Saturday, August 23, 2008 RP's Otop project creates 246-T jobs
THE Philippine-wide operations of "One Town One Product" (Otop) have generated so far 246,420 jobs for Filipinos since it started in 2004, according to Trade Undersecretary Merly Cruz.
Cruz said the Otop concept of small business production is job-intensive and putting it into action by small and medium enterprises (SME) usually requires more workers as the business starts to grow.
It's natural for the entrepreneur to hire more people to help produce more products as the business grows," Cruz said.
Otop was adopted from the Japanese concept of "One Village One Product" or Ovop founded in the Kyushu prefecture of Oita, Japan, some 20 years ago by Dr. Morihiko Hiramatsu.
The Ovop is basically a way of coming up with a product or service within a town or community that the people do best using only local resources.
This product is then improved, developed, and packaged very well with a brand name and finally link it up with the market, according to Cruz.
As a good example, Cruz cited the success of SME Ruben See who started a small snack food manufacturing way back in 1996. When Ruben started making his now-famous "Gold Chips" banana chips, all he had then was a big crude cooking pot called "kawa" to cook cardaba bananas and turn them into chips.

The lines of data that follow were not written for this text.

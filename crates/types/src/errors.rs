use thiserror::Error;

// ============================================================================
// Main Error Enum
// ============================================================================

/// Error enum shared by every keeper component
#[derive(Error, Debug, Clone, PartialEq)]
pub enum AutopayError {
    // ========================================================================
    // Collaborator Errors
    // ========================================================================

    /// A remote capability (batch call, price source) failed or is unreachable
    #[error("{collaborator} unavailable: {reason}")]
    CollaboratorUnavailable { collaborator: String, reason: String },

    /// A strict batched round failed as a whole
    #[error("Aggregation failed in {round}: {reason}")]
    AggregationFailed { round: String, reason: String },

    /// Remote data could not be interpreted
    #[error("Failed to decode {what}: {reason}")]
    DecodeFailure { what: String, reason: String },

    // ========================================================================
    // Validation Errors
    // ========================================================================

    /// Invalid parameter
    #[error("Invalid parameter '{parameter}': got '{value}', expected '{expected}'")]
    InvalidParameter { parameter: String, value: String, expected: String },

    /// Query not present in the catalog
    #[error("Unknown query: {query}")]
    UnknownQuery { query: String },

    // ========================================================================
    // Configuration Errors
    // ========================================================================

    /// Invalid configuration
    #[error("Invalid configuration for '{component}': {reason}")]
    InvalidConfiguration { component: String, reason: String },

    /// Missing configuration
    #[error("Missing configuration for '{component}': {reason}")]
    MissingConfiguration { component: String, reason: String },

    // ========================================================================
    // General Errors
    // ========================================================================

    /// Generic error with optional context
    #[error("Error: {message}")]
    Generic { message: String, context: Option<String> },
}

impl AutopayError {
    /// Create a collaborator unavailable error
    pub fn collaborator_unavailable(collaborator: &str, reason: &str) -> Self {
        Self::CollaboratorUnavailable {
            collaborator: collaborator.to_string(),
            reason: reason.to_string(),
        }
    }

    /// Create an aggregation failure for a batched round
    pub fn aggregation_failed(round: &str, reason: &str) -> Self {
        Self::AggregationFailed {
            round: round.to_string(),
            reason: reason.to_string(),
        }
    }

    /// Create a decode failure
    pub fn decode_failure(what: &str, reason: &str) -> Self {
        Self::DecodeFailure {
            what: what.to_string(),
            reason: reason.to_string(),
        }
    }

    /// Create an invalid parameter error
    pub fn invalid_parameter(parameter: &str, value: &str, expected: &str) -> Self {
        Self::InvalidParameter {
            parameter: parameter.to_string(),
            value: value.to_string(),
            expected: expected.to_string(),
        }
    }

    /// Create an unknown query error
    pub fn unknown_query(query: &str) -> Self {
        Self::UnknownQuery { query: query.to_string() }
    }

    /// Create an invalid configuration error
    pub fn invalid_configuration(component: &str, reason: &str) -> Self {
        Self::InvalidConfiguration {
            component: component.to_string(),
            reason: reason.to_string(),
        }
    }

    /// Create a missing configuration error
    pub fn missing_configuration(component: &str, reason: &str) -> Self {
        Self::MissingConfiguration {
            component: component.to_string(),
            reason: reason.to_string(),
        }
    }

    /// Create a generic error
    pub fn generic(message: &str) -> Self {
        Self::Generic {
            message: message.to_string(),
            context: None,
        }
    }

    /// Create a generic error with context
    pub fn generic_with_context(message: &str, context: &str) -> Self {
        Self::Generic {
            message: message.to_string(),
            context: Some(context.to_string()),
        }
    }

    /// Whether a later attempt may succeed; configuration and parameter
    /// errors never recover on their own
    pub fn is_recoverable(&self) -> bool {
        matches!(
            self,
            Self::CollaboratorUnavailable { .. } | Self::AggregationFailed { .. } | Self::DecodeFailure { .. }
        )
    }
}

/// Result type alias using the shared error type
pub type AutopayResult<T> = std::result::Result<T, AutopayError>;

Now with the training, technical support, funding sources and market access provided under the Otop Philippines program, Ruben's company See's International is now exporting banana chips to many countries all over the world.
From just around five workers, Ruben's factories in Manila and Davao now employ over 300 workers producing 50 to 60 metric tons of banana chips daily -- making him one of the largest banana chips exporters in the Philippines.
Cruz said the Otop program under the Department of Trade and Industry (DTI) is targeting total jobs of almost 700,000 jobs for jobless Filipinos by the year 2010.